Task to complete:
Whenever a line of the entries below holds the string "QueryUnit", copy that line and return it.

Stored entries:
* * * * *
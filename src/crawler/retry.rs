//! Bounded retry with backoff for single adapter calls
//!
//! | Condition | Action |
//! |-----------|--------|
//! | Success | Return the value |
//! | Non-retryable error (unsupported, cancelled) | Return immediately |
//! | Retryable error, retries left | Sleep, then try again |
//! | Retryable error, retries exhausted | Return the last error |
//!
//! A call makes at most `1 + max_retries` attempts. Waits are interrupted by
//! the run's cancellation token.

use crate::adapter::AdapterError;
use crate::config::{Backoff, CrawlerConfig};
use std::future::Future;
use std::time::Duration;
use tokio_util::sync::CancellationToken;

/// Retry/backoff settings for adapter calls
#[derive(Debug, Clone, PartialEq, Eq)]
pub struct RetryPolicy {
    /// Retries after the first attempt
    pub max_retries: u32,

    /// Delay before the first retry
    pub base_delay: Duration,

    /// Upper bound on any single delay
    pub max_delay: Duration,

    pub backoff: Backoff,
}

impl RetryPolicy {
    pub fn from_config(config: &CrawlerConfig) -> Self {
        Self {
            max_retries: config.max_retries,
            base_delay: Duration::from_millis(config.retry_delay_ms),
            max_delay: Duration::from_millis(config.max_retry_delay_ms),
            backoff: config.backoff,
        }
    }

    /// A policy that never retries
    pub fn none() -> Self {
        Self {
            max_retries: 0,
            base_delay: Duration::ZERO,
            max_delay: Duration::ZERO,
            backoff: Backoff::Fixed,
        }
    }

    /// Delay before retry number `retry` (0-based)
    pub fn delay_for(&self, retry: u32) -> Duration {
        let delay = match self.backoff {
            Backoff::Fixed => self.base_delay,
            Backoff::Exponential => {
                let factor = 1u32.checked_shl(retry).unwrap_or(u32::MAX);
                self.base_delay.saturating_mul(factor)
            }
        };
        delay.min(self.max_delay)
    }

    /// Runs `op` until it succeeds, fails permanently, or retries run out
    ///
    /// `label` names the call in log lines. A server-provided `Retry-After`
    /// replaces the computed delay when longer, still bounded by `max_delay`.
    pub async fn call<T, F, Fut>(
        &self,
        label: &str,
        cancel: &CancellationToken,
        mut op: F,
    ) -> Result<T, AdapterError>
    where
        F: FnMut() -> Fut,
        Fut: Future<Output = Result<T, AdapterError>>,
    {
        let mut retry = 0;

        loop {
            if cancel.is_cancelled() {
                return Err(AdapterError::Cancelled);
            }

            let error = match op().await {
                Ok(value) => return Ok(value),
                Err(e) => e,
            };

            if !error.is_retryable() {
                return Err(error);
            }

            if retry >= self.max_retries {
                tracing::warn!(
                    "{} failed after {} attempt(s): {}",
                    label,
                    retry + 1,
                    error
                );
                return Err(error);
            }

            let delay = match error.retry_after() {
                Some(wait) => wait.max(self.delay_for(retry)).min(self.max_delay),
                None => self.delay_for(retry),
            };

            tracing::warn!(
                "{} failed (attempt {}/{}): {}; retrying in {:?}",
                label,
                retry + 1,
                self.max_retries + 1,
                error,
                delay
            );

            tokio::select! {
                _ = cancel.cancelled() => return Err(AdapterError::Cancelled),
                _ = tokio::time::sleep(delay) => {}
            }

            retry += 1;
        }
    }
}
//! Catalog data model
//!
//! Types shared by the traversal engine and site adapters:
//!
//! - `Category`: a named top-level slice of a catalog and its site-specific seed
//! - `FacetDimension` / `FacetValue`: filterable dimensions and their enumerated values
//! - `FacetSelection`: the accumulated filter choices along one traversal branch
//! - `QueryUnit`: a fully narrowed query ready for pagination
//! - `Page` / `RawRecord` / `ProductRecord`: what pagination and extraction produce

mod record;
mod selection;

pub use record::{Page, ProductRecord, RawRecord, RecordRow, CSV_HEADERS};
pub use selection::{FacetSelection, SelectedFacet};

use serde::Deserialize;
use std::fmt;

/// A top-level catalog category
#[derive(Debug, Clone, PartialEq, Eq, Hash, Deserialize)]
pub struct Category {
    /// Human-readable name, also written to the Category output column
    pub name: String,

    /// Opaque site-specific query seed (slug, taxonomy id, path...)
    pub reference: String,
}

impl Category {
    pub fn new(name: impl Into<String>, reference: impl Into<String>) -> Self {
        Self {
            name: name.into(),
            reference: reference.into(),
        }
    }
}

impl fmt::Display for Category {
    fn fmt(&self, f: &mut fmt::Formatter<'_>) -> fmt::Result {
        write!(f, "{}", self.name)
    }
}

/// A filterable catalog dimension (e.g. "Color" or "Price")
///
/// Dimensions are narrowed strictly in `rank` order: the coarsest
/// discriminator first.
#[derive(Debug, Clone, PartialEq, Eq, Hash)]
pub struct FacetDimension {
    pub label: String,
    pub rank: usize,
}

impl FacetDimension {
    pub fn new(label: impl Into<String>, rank: usize) -> Self {
        Self {
            label: label.into(),
            rank,
        }
    }
}

/// One enumerated value of a facet dimension, with its reported result count
#[derive(Debug, Clone, PartialEq, Eq)]
pub struct FacetValue {
    /// Query parameter the adapter filters on
    pub param: String,

    /// Parameter value selecting this facet value
    pub value: String,

    /// Display label, used for logging
    pub label: String,

    /// Number of results the site reports for this value under the current selection
    pub count: u64,
}

impl FacetValue {
    pub fn new(
        param: impl Into<String>,
        value: impl Into<String>,
        label: impl Into<String>,
        count: u64,
    ) -> Self {
        Self {
            param: param.into(),
            value: value.into(),
            label: label.into(),
            count,
        }
    }
}

/// A leaf of the facet traversal: ready to paginate
#[derive(Debug, Clone, PartialEq)]
pub struct QueryUnit {
    pub category: Category,
    pub selection: FacetSelection,
    pub result_count: u64,
}

impl QueryUnit {
    /// True when the site reported more results than it will paginate
    ///
    /// Such units ran out of dimensions to narrow by and are paginated as-is.
    pub fn is_truncated(&self, cap: u64) -> bool {
        self.result_count > cap
    }
}
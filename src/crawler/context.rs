//! Shared per-run context for traversal tasks

use crate::adapter::{AdapterError, SiteAdapter};
use crate::catalog::{Category, ProductRecord, RawRecord};
use crate::crawler::RetryPolicy;
use crate::state::{Admission, RunState, Skip};
use crate::storage::{RecordSink, StorageError};
use std::future::Future;
use std::sync::{Arc, Mutex};
use tokio::sync::Semaphore;
use tokio_util::sync::CancellationToken;

/// What the engine did with one raw listing
#[derive(Debug, Clone, Copy, PartialEq, Eq)]
pub enum Disposition {
    Written,
    Duplicate,
    Excluded,
    Invalid,
    /// The category limit was reached before this listing could be written
    OverLimit,
    Failed,
}

/// Everything a partitioner, paginator or unit worker needs
///
/// Held behind an `Arc` so spawned unit workers can share it.
pub struct CrawlContext {
    pub adapter: Arc<dyn SiteAdapter>,
    pub retry: RetryPolicy,
    pub cancel: CancellationToken,
    pub state: Arc<RunState>,
    pub limit: u64,
    pub concurrency: usize,
    /// Bounds adapter calls in flight across the whole run
    calls: Semaphore,
    sink: Mutex<Box<dyn RecordSink>>,
    storage_failure: Mutex<Option<StorageError>>,
}

impl CrawlContext {
    pub fn new(
        adapter: Arc<dyn SiteAdapter>,
        sink: Box<dyn RecordSink>,
        state: Arc<RunState>,
        retry: RetryPolicy,
        limit: u64,
        concurrency: usize,
        cancel: CancellationToken,
    ) -> Self {
        let concurrency = concurrency.max(1);
        Self {
            adapter,
            retry,
            cancel,
            state,
            limit,
            concurrency,
            calls: Semaphore::new(concurrency),
            sink: Mutex::new(sink),
            storage_failure: Mutex::new(None),
        }
    }

    /// True once the category holds `limit` records
    pub fn limit_reached(&self, category: &str) -> bool {
        self.state.limit_reached(category, self.limit)
    }

    /// True when no more work should start for `category`
    pub fn should_stop(&self, category: &str) -> bool {
        self.cancel.is_cancelled() || self.limit_reached(category)
    }

    /// Runs one adapter call under the retry policy
    ///
    /// Each attempt holds a call permit; retry waits do not.
    pub async fn call<T, F, Fut>(&self, label: &str, mut op: F) -> Result<T, AdapterError>
    where
        F: FnMut() -> Fut,
        Fut: Future<Output = Result<T, AdapterError>>,
    {
        let calls = &self.calls;
        self.retry
            .call(label, &self.cancel, move || {
                let attempt = op();
                async move {
                    let _permit = calls.acquire().await.map_err(|_| AdapterError::Cancelled)?;
                    attempt.await
                }
            })
            .await
    }

    /// Like `call`, but degrades a failed call to `T::default()`
    ///
    /// The failure prunes only the branch or page it belonged to.
    pub async fn call_or_prune<T, F, Fut>(&self, category: &Category, label: &str, op: F) -> T
    where
        T: Default,
        F: FnMut() -> Fut,
        Fut: Future<Output = Result<T, AdapterError>>,
    {
        match self.call(label, op).await {
            Ok(value) => value,
            Err(AdapterError::Cancelled) => T::default(),
            Err(e) => {
                tracing::warn!(
                    category = %category.name,
                    "Pruning {} after retries were exhausted: {}",
                    label,
                    e
                );
                self.state.note_skip(&category.name, Skip::Pruned);
                T::default()
            }
        }
    }

    /// Extracts, validates, filters and writes one raw listing
    pub fn accept(&self, raw: &RawRecord, category: &Category) -> Disposition {
        let record = match self.adapter.extract(raw, category) {
            Ok(record) => record,
            Err(e) => {
                tracing::debug!(category = %category.name, "Skipping unparseable record: {}", e);
                self.state.note_skip(&category.name, Skip::Invalid);
                return Disposition::Invalid;
            }
        };

        if let Some(field) = record.missing_field() {
            tracing::debug!(
                category = %category.name,
                "Skipping record without {}: {:?}",
                field,
                record.description
            );
            self.state.note_skip(&category.name, Skip::Invalid);
            return Disposition::Invalid;
        }

        if self.adapter.excludes(&record) {
            tracing::debug!(
                category = %category.name,
                "Skipping record {} excluded by site policy",
                record.id
            );
            self.state.note_skip(&category.name, Skip::Excluded);
            return Disposition::Excluded;
        }

        match self.state.admit_within(&record, self.limit, |r| self.write(r)) {
            Ok(Admission::Written) => Disposition::Written,
            Ok(Admission::OverLimit) => Disposition::OverLimit,
            Ok(Admission::Duplicate) => {
                tracing::debug!(category = %category.name, "Skipping duplicate record {}", record.id);
                Disposition::Duplicate
            }
            Err(e) => {
                self.fail(e);
                Disposition::Failed
            }
        }
    }

    fn write(&self, record: &ProductRecord) -> Result<(), StorageError> {
        self.sink
            .lock()
            .unwrap_or_else(|poisoned| poisoned.into_inner())
            .write(record)
    }

    pub fn flush(&self) -> Result<(), StorageError> {
        self.sink
            .lock()
            .unwrap_or_else(|poisoned| poisoned.into_inner())
            .flush()
    }

    /// Records the first storage failure and stops the run
    fn fail(&self, error: StorageError) {
        tracing::error!("Record sink failed, stopping run: {}", error);
        let mut slot = self
            .storage_failure
            .lock()
            .unwrap_or_else(|poisoned| poisoned.into_inner());
        if slot.is_none() {
            *slot = Some(error);
        }
        self.cancel.cancel();
    }

    pub fn take_storage_failure(&self) -> Option<StorageError> {
        self.storage_failure
            .lock()
            .unwrap_or_else(|poisoned| poisoned.into_inner())
            .take()
    }
}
* * * * *
Task response:
//! - `QueryUnit`: a fully narrowed query ready for pagination
pub struct QueryUnit {
impl QueryUnit {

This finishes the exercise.